Stored items:

--

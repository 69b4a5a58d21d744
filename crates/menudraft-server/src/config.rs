//! Configuration file parsing for the service.
//!
//! Loads settings from TOML: bind address, storage locations, the
//! generative provider, rate limiting, the stuck-job watchdog and extractor
//! limits. `GEMINI_API_KEY` and `OCR_PROVIDER` override the file. Selecting
//! Gemini without any key falls back to no provider.

use menudraft_extractor::ExtractorConfig;
use menudraft_limiter::RateLimitConfig;
use menudraft_llm::gemini::{DEFAULT_ENDPOINT, DEFAULT_MAX_RETRIES, DEFAULT_MODEL, DEFAULT_TIMEOUT_SECS};
use menudraft_runner::WatchdogConfig;
use serde::{Deserialize, Serialize};
use std::path::{Path, PathBuf};
use std::time::Duration;
use thiserror::Error;
use tracing::warn;

/// Environment variable holding the Gemini API key
pub const API_KEY_ENV: &str = "GEMINI_API_KEY";

/// Environment variable selecting the provider (`gemini` or `none`)
pub const PROVIDER_ENV: &str = "OCR_PROVIDER";

/// Service configuration error
#[derive(Debug, Error)]
pub enum ConfigError {
    /// Failed to read config file
    #[error("Failed to read config file: {0}")]
    FileRead(#[from] std::io::Error),

    /// Failed to parse TOML
    #[error("Failed to parse config TOML: {0}")]
    TomlParse(#[from] toml::de::Error),

    /// Missing required field
    #[error("Missing required configuration field: {0}")]
    MissingField(String),

    /// Field present but unusable
    #[error("Invalid configuration: {0}")]
    Invalid(String),
}

/// Which generative provider handles non-text attachments
#[derive(Debug, Clone, Copy, PartialEq, Eq, Serialize, Deserialize)]
#[serde(rename_all = "lowercase")]
pub enum ProviderKind {
    /// Google Gemini
    Gemini,
    /// No provider; non-text attachments get the placeholder draft
    None,
}

impl ProviderKind {
    /// Name recorded on jobs
    pub fn as_str(&self) -> &'static str {
        match self {
            ProviderKind::Gemini => "gemini",
            ProviderKind::None => "none",
        }
    }

    /// Parse a provider name (case-insensitive)
    pub fn parse(s: &str) -> Option<Self> {
        match s.trim().to_ascii_lowercase().as_str() {
            "gemini" => Some(ProviderKind::Gemini),
            "none" | "" => Some(ProviderKind::None),
            _ => None,
        }
    }
}

/// Generative provider settings
#[derive(Debug, Clone, Serialize, Deserialize)]
#[serde(default)]
pub struct ProviderConfig {
    /// Provider to use
    pub kind: ProviderKind,

    /// API endpoint
    pub endpoint: String,

    /// Model name
    pub model: String,

    /// API key; empty falls back to `GEMINI_API_KEY`
    pub api_key: String,

    /// Per-request timeout (in seconds)
    pub timeout_secs: u64,

    /// Attempts per call, including the first
    pub max_retries: u32,
}

impl Default for ProviderConfig {
    fn default() -> Self {
        Self {
            kind: ProviderKind::Gemini,
            endpoint: DEFAULT_ENDPOINT.to_string(),
            model: DEFAULT_MODEL.to_string(),
            api_key: String::new(),
            timeout_secs: DEFAULT_TIMEOUT_SECS,
            max_retries: DEFAULT_MAX_RETRIES,
        }
    }
}

impl ProviderConfig {
    /// Get the request timeout as Duration
    pub fn timeout(&self) -> Duration {
        Duration::from_secs(self.timeout_secs)
    }
}

/// Service configuration loaded from TOML
#[derive(Debug, Clone, Serialize, Deserialize)]
#[serde(default)]
pub struct ServiceConfig {
    /// Bind address (e.g., "127.0.0.1")
    pub bind_address: String,

    /// Bind port (e.g., 8080)
    pub bind_port: u16,

    /// SQLite database holding jobs and attachment metadata
    pub database_path: PathBuf,

    /// Directory attachment storage locations are relative to
    pub attachments_root: PathBuf,

    /// Generative provider
    pub provider: ProviderConfig,

    /// Per-organization limit on run requests
    pub rate_limit: RateLimitConfig,

    /// Stuck-job watchdog
    pub watchdog: WatchdogConfig,

    /// AI extractor limits
    pub extractor: ExtractorConfig,
}

impl Default for ServiceConfig {
    fn default() -> Self {
        Self {
            bind_address: "127.0.0.1".to_string(),
            bind_port: 8080,
            database_path: PathBuf::from("menudraft.db"),
            attachments_root: PathBuf::from("attachments"),
            provider: ProviderConfig::default(),
            rate_limit: RateLimitConfig::default(),
            watchdog: WatchdogConfig::default(),
            extractor: ExtractorConfig::default(),
        }
    }
}

impl ServiceConfig {
    /// Load configuration from a TOML file, apply environment overrides
    /// and validate
    pub fn from_file<P: AsRef<Path>>(path: P) -> Result<Self, ConfigError> {
        let contents = std::fs::read_to_string(path)?;
        Self::from_toml_str(&contents)
    }

    /// Parse configuration from TOML text, apply environment overrides and
    /// validate
    pub fn from_toml_str(contents: &str) -> Result<Self, ConfigError> {
        let mut config: ServiceConfig = toml::from_str(contents)?;
        config.apply_env(|key| std::env::var(key).ok())?;
        config.disable_provider_without_key();
        config.validate()?;
        Ok(config)
    }

    /// Defaults plus environment overrides, validated
    pub fn from_env() -> Result<Self, ConfigError> {
        let mut config = Self::default();
        config.apply_env(|key| std::env::var(key).ok())?;
        config.disable_provider_without_key();
        config.validate()?;
        Ok(config)
    }

    /// Apply `OCR_PROVIDER` and `GEMINI_API_KEY` from a variable lookup
    pub fn apply_env<F>(&mut self, lookup: F) -> Result<(), ConfigError>
    where
        F: Fn(&str) -> Option<String>,
    {
        if let Some(kind) = lookup(PROVIDER_ENV) {
            self.provider.kind = ProviderKind::parse(&kind).ok_or_else(|| {
                ConfigError::Invalid(format!("{} must be 'gemini' or 'none', got '{}'", PROVIDER_ENV, kind))
            })?;
        }

        if self.provider.api_key.trim().is_empty() {
            if let Some(key) = lookup(API_KEY_ENV) {
                self.provider.api_key = key;
            }
        }
        Ok(())
    }

    /// Switch to no provider when Gemini is selected without a key
    ///
    /// Non-text attachments then get the placeholder draft. Returns whether
    /// the provider was disabled.
    pub fn disable_provider_without_key(&mut self) -> bool {
        if self.provider.kind == ProviderKind::Gemini && self.provider.api_key.trim().is_empty() {
            warn!(
                "No Gemini API key in provider.api_key or {}; non-text attachments get placeholder drafts",
                API_KEY_ENV
            );
            self.provider.kind = ProviderKind::None;
            return true;
        }
        false
    }

    /// Check every section
    pub fn validate(&self) -> Result<(), ConfigError> {
        if self.provider.kind == ProviderKind::Gemini && self.provider.api_key.trim().is_empty() {
            return Err(ConfigError::MissingField(format!(
                "provider.api_key (or {})",
                API_KEY_ENV
            )));
        }
        if self.provider.timeout_secs == 0 {
            return Err(ConfigError::Invalid("provider.timeout_secs must be greater than 0".to_string()));
        }

        self.rate_limit
            .validate()
            .map_err(|e| ConfigError::Invalid(format!("rate_limit: {}", e)))?;
        self.extractor
            .validate()
            .map_err(|e| ConfigError::Invalid(format!("extractor: {}", e)))?;
        if self.watchdog.enabled {
            self.watchdog
                .validate_against_timeout(self.extractor.extraction_timeout())
                .map_err(|e| ConfigError::Invalid(format!("watchdog: {}", e)))?;
        }
        Ok(())
    }

    /// Configuration for tests: no provider, in-memory database
    pub fn default_test_config() -> Self {
        Self {
            database_path: PathBuf::from(":memory:"),
            provider: ProviderConfig {
                kind: ProviderKind::None,
                ..Default::default()
            },
            ..Default::default()
        }
    }

    /// Get the full bind address (address:port)
    pub fn bind_addr(&self) -> String {
        format!("{}:{}", self.bind_address, self.bind_port)
    }
}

--

**Exercise aim:** Take the line containing "self.rate_limit" as the start and the last line of the data as the end, and reproduce that range exactly.

**Answer box:**
        self.rate_limit
            .validate()
            .map_err(|e| ConfigError::Invalid(format!("rate_limit: {}", e)))?;
        self.extractor
            .validate()
            .map_err(|e| ConfigError::Invalid(format!("extractor: {}", e)))?;
        if self.watchdog.enabled {
            self.watchdog
                .validate_against_timeout(self.extractor.extraction_timeout())
                .map_err(|e| ConfigError::Invalid(format!("watchdog: {}", e)))?;
        }
        Ok(())
    }

    /// Configuration for tests: no provider, in-memory database
    pub fn default_test_config() -> Self {
        Self {
            database_path: PathBuf::from(":memory:"),
            provider: ProviderConfig {
                kind: ProviderKind::None,
                ..Default::default()
            },
            ..Default::default()
        }
    }

    /// Get the full bind address (address:port)
    pub fn bind_addr(&self) -> String {
        format!("{}:{}", self.bind_address, self.bind_port)
    }
}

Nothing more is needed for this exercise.